[[ DATA LISTING open ]]

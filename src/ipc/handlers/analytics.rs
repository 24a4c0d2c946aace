use crate::analytics::{fee_analytics, subject_analytics, GradedResult};
use crate::ipc::error::ok;
use crate::ipc::handlers::fees::load_ledgers;
use crate::ipc::handlers::results::{query_results, ResultFilters};
use crate::ipc::helpers::{
    current_scale, get_optional_str, get_required_str, require_db, HandlerErr,
};
use crate::ipc::types::{AppState, Request};
use serde_json::json;

fn handle_subjects(state: &mut AppState, req: &Request) -> Result<serde_json::Value, HandlerErr> {
    let scale = current_scale(state)?;
    let conn = require_db(state)?;
    let class_id = get_required_str(&req.params, "classId")?;
    let term = get_required_str(&req.params, "term")?;
    let academic_year = get_required_str(&req.params, "academicYear")?;

    let rows = query_results(
        conn,
        &ResultFilters {
            class_id: Some(class_id.clone()),
            term: Some(term.clone()),
            academic_year: Some(academic_year.clone()),
            ..Default::default()
        },
    )?;
    let graded: Vec<GradedResult> = rows.iter().map(|r| r.to_graded()).collect();
    let analytics = subject_analytics(&scale, &graded);

    Ok(json!({
        "classId": class_id,
        "term": term,
        "academicYear": academic_year,
        "subjects": analytics.subjects,
        "gradeDistribution": analytics.grade_distribution,
        "overallPassRate": analytics.overall_pass_rate,
    }))
}

fn handle_fees(state: &mut AppState, req: &Request) -> Result<serde_json::Value, HandlerErr> {
    let conn = require_db(state)?;
    let class_id = get_optional_str(&req.params, "classId");
    let ledgers = load_ledgers(conn, class_id.as_deref(), None)?;
    Ok(json!(fee_analytics(&ledgers)))
}

pub fn try_handle(state: &mut AppState, req: &Request) -> Option<serde_json::Value> {
    let result = match req.method.as_str() {
        "analytics.subjects" => handle_subjects(state, req),
        "analytics.fees" => handle_fees(state, req),
        _ => return None,
    };
    Some(match result {
        Ok(v) => ok(&req.id, v),
        Err(e) => e.response(&req.id),
    })
}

[[ DATA LISTING closed ]]

**TASK GOAL**:
Write out exactly the lines between the start of the entries and the line containing "use serde_json::json;", including that line and the first one.

**ANSWER TO THE EXERCISE**:
filename src/ipc/handlers/analytics.rs
repository 24a4c0d2c946aace
use crate::analytics::{fee_analytics, subject_analytics, GradedResult};
use crate::ipc::error::ok;
use crate::ipc::handlers::fees::load_ledgers;
use crate::ipc::handlers::results::{query_results, ResultFilters};
use crate::ipc::helpers::{
    current_scale, get_optional_str, get_required_str, require_db, HandlerErr,
};
use crate::ipc::types::{AppState, Request};
use serde_json::json;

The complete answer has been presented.